I’m in a poly group on another site, and a young man was finally going to meet his girlfriend’s husband after a year. He was very excited, because he’d wanted to for a while, but also nervous, and was looking for suggestions on what to do/say.

One of the things he said was something like, “Maybe I’ll shake his hand and thank him for sharing her…”

Which immediately caused an uproar.

The upshot of the hysteria was that using the word “sharing” implies that her husband owns her, and is deigning to “loan” her out to the OP.

This confused me, so I typed “define share” into google, and go the following definitions.

share

SHer/
verb
gerund or present participle: sharing

  • have a portion of (something) with another or others.
  • give a portion of (something) to another or others.
  • use, occupy, or enjoy (something) jointly with another or others.
  • (of a number of people or organizations) have a part in (something, especially an activity).
  • tell someone about (something), especially something personal.
  • post or repost (something) on a social media website or application.

So, from what I see, the word share is appropriate within an ‘ownership’ context and without one.

For example, I see the definition use, occupy, or enjoy (something) jointly with another or others as a perfect example.
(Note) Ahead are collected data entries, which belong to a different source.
//! Individual and team leaderboards.
//!
//! Values come from the globally filtered facts, sliced per recruiter. Team
//! values are the sum of their members' values.

use super::filters::{filter_calls, filter_hours, filter_placements, FilterCriteria};
use super::AnalyticsContext;
use crate::state::GoalBook;
use crate::types::{Call, Hours, Placement, Recruiter};
use serde::{Deserialize, Serialize};
use std::cmp::Ordering;

/// Metric a leaderboard ranks by.
#[derive(Debug, Clone, Copy, PartialEq, Eq, Hash, PartialOrd, Ord, Serialize, Deserialize)]
#[serde(rename_all = "lowercase")]
pub enum LeaderboardMetric {
    Calls,
    Hours,
    Placements,
    Revenue,
}

impl LeaderboardMetric {
    pub const ALL: [LeaderboardMetric; 4] = [
        LeaderboardMetric::Calls,
        LeaderboardMetric::Hours,
        LeaderboardMetric::Placements,
        LeaderboardMetric::Revenue,
    ];

    pub fn as_str(&self) -> &'static str {
        match self {
            LeaderboardMetric::Calls => "calls",
            LeaderboardMetric::Hours => "hours",
            LeaderboardMetric::Placements => "placements",
            LeaderboardMetric::Revenue => "revenue",
        }
    }

    pub fn parse(s: &str) -> Option<Self> {
        Self::ALL
            .into_iter()
            .find(|m| m.as_str().eq_ignore_ascii_case(s.trim()))
    }

    pub fn label(&self) -> &'static str {
        match self {
            LeaderboardMetric::Calls => "Calls",
            LeaderboardMetric::Hours => "Hours",
            LeaderboardMetric::Placements => "Placements",
            LeaderboardMetric::Revenue => "Revenue",
        }
    }
}

/// Whether a leaderboard ranks recruiters or teams.
#[derive(Debug, Clone, Copy, PartialEq, Eq, Default, Serialize, Deserialize)]
#[serde(rename_all = "lowercase")]
pub enum LeaderboardView {
    #[default]
    Individual,
    Team,
}

/// One ranked row.
#[derive(Debug, Clone, PartialEq, Serialize)]
pub struct LeaderboardEntry {
    /// Recruiter id, or the team name for team rows
    pub id: String,
    pub name: String,
    /// 1-based position after ranking
    pub rank: usize,
    pub value: f64,
    #[serde(skip_serializing_if = "Option::is_none")]
    pub target: Option<f64>,
    /// Percent of target; `None` without a non-zero target
    #[serde(skip_serializing_if = "Option::is_none")]
    pub progress: Option<f64>,
    #[serde(skip_serializing_if = "Option::is_none")]
    pub team: Option<String>,
}

impl LeaderboardEntry {
    /// Unranked entry.
    pub fn new(id: impl Into<String>, name: impl Into<String>, value: f64) -> Self {
        Self {
            id: id.into(),
            name: name.into(),
            rank: 0,
            value,
            target: None,
            progress: None,
            team: None,
        }
    }
}

/// Facts narrowed by the global filters once per leaderboard.
struct FilteredFacts<'a> {
    calls: Vec<&'a Call>,
    hours: Vec<&'a Hours>,
    placements: Vec<&'a Placement>,
}

impl<'a> FilteredFacts<'a> {
    fn new(ctx: &AnalyticsContext<'a>, filters: &FilterCriteria) -> Self {
        Self {
            calls: filter_calls(ctx.data.calls(), filters, ctx),
            hours: filter_hours(ctx.data.hours(), filters, ctx),
            placements: filter_placements(ctx.data.placements(), filters, ctx),
        }
    }

    fn value_for(&self, metric: LeaderboardMetric, recruiter: &Recruiter) -> f64 {
        let own_placements = self
            .placements
            .iter()
            .filter(|p| p.recruiter_id == recruiter.id);

        match metric {
            LeaderboardMetric::Calls => self
                .calls
                .iter()
                .filter(|c| c.recruiter_email == recruiter.email)
                .count() as f64,
            LeaderboardMetric::Hours => self
                .hours
                .iter()
                .filter(|h| h.recruiter_email == recruiter.email)
                .map(|h| h.hours_logged)
                .sum(),
            LeaderboardMetric::Placements => own_placements.count() as f64,
            LeaderboardMetric::Revenue => own_placements
                .map(|p| p.revenue_amount.unwrap_or(0.0))
                .sum(),
        }
    }
}

/// Sort by value descending (ties by id ascending) and assign ranks `1..=N`.
pub fn rank_entries(mut entries: Vec<LeaderboardEntry>) -> Vec<LeaderboardEntry> {
    entries.sort_by(|a, b| {
        b.value
            .partial_cmp(&a.value)
            .unwrap_or(Ordering::Equal)
            .then_with(|| a.id.cmp(&b.id))
    });
    for (index, entry) in entries.iter_mut().enumerate() {
        entry.rank = index + 1;
    }
    entries
}

/// One entry per recruiter.
pub fn compute_individual_leaderboard(
    metric: LeaderboardMetric,
    ctx: &AnalyticsContext<'_>,
    filters: &FilterCriteria,
) -> Vec<LeaderboardEntry> {
    tracing::debug!(metric = metric.as_str(), ?filters, "Computing individual leaderboard");
    let facts = FilteredFacts::new(ctx, filters);

    let entries = ctx
        .data
        .recruiters()
        .iter()
        .map(|recruiter| LeaderboardEntry {
            team: recruiter.team.clone(),
            ..LeaderboardEntry::new(
                &recruiter.id,
                &recruiter.name,
                facts.value_for(metric, recruiter),
            )
        })
        .collect();

    rank_entries(entries)
}

/// One entry per distinct team, summing member values.
pub fn compute_team_leaderboard(
    metric: LeaderboardMetric,
    ctx: &AnalyticsContext<'_>,
    filters: &FilterCriteria,
) -> Vec<LeaderboardEntry> {
    tracing::debug!(metric = metric.as_str(), ?filters, "Computing team leaderboard");
    let facts = FilteredFacts::new(ctx, filters);

    let entries = ctx
        .data
        .teams()
        .into_iter()
        .map(|team| {
            let value: f64 = ctx
                .data
                .team_members(team)
                .map(|member| facts.value_for(metric, member))
                .sum();
            LeaderboardEntry::new(team, team, value)
        })
        .collect();

    rank_entries(entries)
}

/// Compute the leaderboard for a view.
pub fn compute_leaderboard(
    view: LeaderboardView,
    metric: LeaderboardMetric,
    ctx: &AnalyticsContext<'_>,
    filters: &FilterCriteria,
) -> Vec<LeaderboardEntry> {
    match view {
        LeaderboardView::Individual => compute_individual_leaderboard(metric, ctx, filters),
        LeaderboardView::Team => compute_team_leaderboard(metric, ctx, filters),
    }
}

/// Overlay goal targets and progress for `metric`.
pub fn apply_goals(
    entries: Vec<LeaderboardEntry>,
    goals: &GoalBook,
    metric: LeaderboardMetric,
) -> Vec<LeaderboardEntry> {
    entries
        .into_iter()
        .map(|mut entry| {
            entry.target = goals.target(&entry.id, metric);
            entry.progress = entry
                .target
                .filter(|t| *t != 0.0)
                .map(|t| entry.value / t * 100.0);
            entry
        })
        .collect()
}

#[cfg(test)]
mod tests {
    use super::*;
    use crate::dataset::Dataset;
    use chrono::{NaiveDate, NaiveDateTime};

    fn now() -> NaiveDateTime {
        NaiveDate::from_ymd_opt(2024, 3, 15)
            .unwrap()
            .and_hms_opt(10, 0, 0)
            .unwrap()
    }

    #[test]
    fn test_rank_ties() {
        let ranked = rank_entries(vec![
            LeaderboardEntry::new("rec-3", "C", 30.0),
            LeaderboardEntry::new("rec-2", "B", 50.0),
            LeaderboardEntry::new("rec-1", "A", 50.0),
        ]);

        assert_eq!(ranked.len(), 3);
        let ids: Vec<_> = ranked.iter().map(|e| e.id.as_str()).collect();
        assert_eq!(ids, vec!["rec-1", "rec-2", "rec-3"]);
        let ranks: Vec<_> = ranked.iter().map(|e| e.rank).collect();
        assert_eq!(ranks, vec![1, 2, 3]);
        assert!(ranked[2].rank > ranked[0].rank && ranked[2].rank > ranked[1].rank);
    }

    #[test]
    fn test_individual_calls_leaderboard() {
        let data = Dataset::sample(now());
        let ctx = AnalyticsContext::new(&data, now());
        let board =
            compute_individual_leaderboard(LeaderboardMetric::Calls, &ctx, &FilterCriteria::default());

        assert_eq!(board.len(), 5);
        // Later recruiters make more calls per day
        assert_eq!(board[0].id, "rec-005");
        assert_eq!(board[4].id, "rec-001");
        assert!(board.windows(2).all(|w| w[0].value >= w[1].value));
        assert_eq!(board[0].team.as_deref(), Some("Team Alpha"));
    }

    #[test]
    fn test_team_leaderboard_sums_members() {
        let data = Dataset::sample(now());
        let ctx = AnalyticsContext::new(&data, now());
        let filters = FilterCriteria::default();

        let individual = compute_individual_leaderboard(LeaderboardMetric::Revenue, &ctx, &filters);
        let teams = compute_team_leaderboard(LeaderboardMetric::Revenue, &ctx, &filters);
        assert_eq!(teams.len(), 2);

        for team in &teams {
            let expected: f64 = individual
                .iter()
                .filter(|e| e.team.as_deref() == Some(team.id.as_str()))
                .map(|e| e.value)
                .sum();
            assert!((team.value - expected).abs() < 1e-9);
            assert_eq!(team.team, None);
        }
    }

    #[test]
    fn test_apply_goals() {
        let mut goals = GoalBook::default();
        goals.set_target("rec-1", LeaderboardMetric::Calls, 200.0);
        goals.set_target("rec-2", LeaderboardMetric::Calls, 0.0);
        goals.set_target("rec-3", LeaderboardMetric::Hours, 100.0);

        let entries = rank_entries(vec![
            LeaderboardEntry::new("rec-1", "A", 150.0),
            LeaderboardEntry::new("rec-2", "B", 120.0),
            LeaderboardEntry::new("rec-3", "C", 90.0),
        ]);
        let with_goals = apply_goals(entries, &goals, LeaderboardMetric::Calls);

        assert_eq!(with_goals[0].target, Some(200.0));
        assert_eq!(with_goals[0].progress, Some(75.0));
        assert_eq!(with_goals[1].target, Some(0.0));
        assert_eq!(with_goals[1].progress, None);
        // Hours target does not leak into the calls board
        assert_eq!(with_goals[2].target, None);
        assert_eq!(with_goals[2].progress, None);
    }

    #[test]
    fn test_metric_parse() {
        assert_eq!(LeaderboardMetric::parse("Revenue"), Some(LeaderboardMetric::Revenue));
        assert_eq!(LeaderboardMetric::parse("margin"), None);
    }
}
Like sharing a love of cute animals, sharing a park bench, or sharing this Earth (the Earth on is one of his examples in defending himself), as we don’t OWN any of those things or concepts.

As an owner of my Pet, I do share him from the ownership perspective, but I do not own his love, even if I share it (use it and enjoy it jointly) with others.

So, what do you think?

Is poly “sharing” for you? Why or why not? What other words do you use/prefer and why?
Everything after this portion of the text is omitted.